A team of divers from the Ashland Fire Department traveled to Pike County this weekend to assist authorities there in the search for a missing teenager’s body.

Emergency workers in Pike County have been scouring the Levisa Fork of the Big Sandy River and the main river for more than nine weeks looking for the body of 19-year-old Joshua Jerome Tessmer, of Green Meadows. Tessmer is believed to have drowned after falling into the river behind his home in early January.

According to The Appalachian News Express, the teen was last seen the afternoon of Jan. 8 by his father. Tessmer’s hat was found on the shore as well as other evidence suggesting he fell into the river, the newspaper reported. Alcohol is believed to have been a factor in the teen’s death but no foul play is suspected.
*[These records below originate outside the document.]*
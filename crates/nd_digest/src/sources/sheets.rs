use std::time::Duration;

use async_trait::async_trait;
use nd_core::{Error, KeyValueSource, KeyValues, Result};
use reqwest::Client;
use tracing::debug;

const REQUEST_TIMEOUT: Duration = Duration::from_secs(15);

/// Two-column CSV tables, either published spreadsheets or local files.
#[derive(Debug, Clone)]
pub struct SheetSource {
    client: Client,
}

impl SheetSource {
    pub fn new() -> Result<Self> {
        let client = Client::builder().timeout(REQUEST_TIMEOUT).build()?;
        Ok(Self { client })
    }

    async fn read(&self, location: &str) -> Result<String> {
        if location.starts_with("http://") || location.starts_with("https://") {
            let text = self
                .client
                .get(location)
                .send()
                .await?
                .error_for_status()?
                .text()
                .await?;
            Ok(text)
        } else {
            Ok(tokio::fs::read_to_string(location).await?)
        }
    }
}

#[async_trait]
impl KeyValueSource for SheetSource {
    async fn load_key_values(&self, location: &str) -> Result<KeyValues> {
        let text = self.read(location).await?;
        let values = parse_key_values(&text)?;
        debug!("Loaded {} rows from {}", values.len(), location);
        Ok(values)
    }
}

/// Reads the first two columns of every row after the header. Shorter rows
/// are ignored; later duplicates replace earlier values.
pub fn parse_key_values(text: &str) -> Result<KeyValues> {
    let mut reader = csv::ReaderBuilder::new()
        .has_headers(true)
        .flexible(true)
        .from_reader(text.as_bytes());

    let mut values = KeyValues::new();
    for record in reader.records() {
        let record = record.map_err(|e| Error::Config(format!("Malformed CSV: {}", e)))?;
        if let (Some(key), Some(value)) = (record.get(0), record.get(1)) {
            values.insert(key.trim().to_string(), value.trim().to_string());
        }
    }
    Ok(values)
}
Four members of the AFD’s dive team were asked to join the search this weekend because of their ice water certification, said Doug Tackett, director of Pike County Emergency Management. He said the water temperature of the river has hovered in the 30s for weeks preventing the Millard East-Shelbiana Volunteer Fire Department’s own team from entering the water. The Millard-East Shelbiana team does not have the gear or certification to make the dives, Tackett said.
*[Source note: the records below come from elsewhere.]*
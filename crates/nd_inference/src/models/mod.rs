use std::sync::Arc;

use nd_core::{Error, RankingModel, Result};

use crate::Config;

pub mod dummy;
pub mod gemini;

pub use dummy::DummyModel;
pub use gemini::GeminiModel;

/// Builds the ranking model named by `config.model`.
pub fn create_model(config: Config) -> Result<Arc<dyn RankingModel>> {
    match config.model.to_lowercase().as_str() {
        "" | "gemini" => Ok(Arc::new(GeminiModel::new(config)?)),
        "dummy" => Ok(Arc::new(DummyModel::new())),
        other => Err(Error::Config(format!("Unknown ranking model: {}", other))),
    }
}

#[cfg(test)]
mod tests {
    use super::*;

    #[test]
    fn test_create_model() {
        let model = create_model(Config {
            model: "dummy".to_string(),
            ..Default::default()
        })
        .unwrap();
        assert_eq!(model.name(), "dummy");

        let model = create_model(Config {
            model: "Gemini".to_string(),
            api_key: Some("test-key".to_string()),
            ..Default::default()
        })
        .unwrap();
        assert_eq!(model.name(), gemini::DEFAULT_MODEL);

        assert!(create_model(Config {
            model: "gpt".to_string(),
            ..Default::default()
        })
        .is_err());
    }

    #[test]
    fn test_gemini_requires_api_key() {
        let err = create_model(Config {
            model: "gemini".to_string(),
            ..Default::default()
        })
        .err()
        .unwrap();
        assert_eq!(err.to_string(), "Configuration error: Gemini API key is required");
    }
}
Saturday’s search was hampered, however, by rain and rising water levels. The swift current prevented Ashland divers from entering the water, Tackett said.

“We’ve had to fight Mother Nature on this one ever since we started and Mother Nature hasn’t given us too much cooperation,” he said.

Had the weather cooperated, Tackett said the divers would have been asked to search an area of the river where a team of cadaver dogs from the Kentucky Search Dog Association have expressed interest.

Ashland Capt. Scott Boyd said the particular spot is a deep hole with some large boulders where the body could have become lodged. He said the team decided not to dive it because the current was too swift from rising water levels and it was simply too dangerous.

Boyd said the team may return to Pike County to make another attempt later this week if Pike officials again request mutual aid.

“We’ll help anybody on this stuff. They just have to call and make requests through the Chief’s office. We’re always willing to attempt to make a dive. We’re always willing to help,” he said.

Recovering Tessmer’s body is important to help the family find closure, Tackett said.

“I think they’ve accepted the fact that he is gone,” he said. “They really want to have the body so they can have closure. One of the reasons we continue on is because of the water temperature, if he’s on the bottom he’s going to stay there. We’re not going to stop until it gets warmer and he’s had ample time to come to the surface.”

Recovery efforts have been concentrated on the river within eight miles of Tessmer’s entry point because of the cold water and sharp bends in the river, Tackett said. In cold water, drowning victims tend to sink and stay near the bottom. He said the idea is to find the body before the water temperature rises and it becomes more likely that gases released by decomposition cause it to float to the surface and be washed downstream.

Tackett said teams of rescuers from across Pike County and all of eastern Kentucky have assisted the local department.

“Kentucky should be proud of their responders whether they are volunteer or paid,” he said. “We have some great people in emergency services. We’ve had them on the river and we’ve been on the river with them with snow flying and temperatures below 20 degrees — it’s been absolutely blistering cold and they hang in there and work.”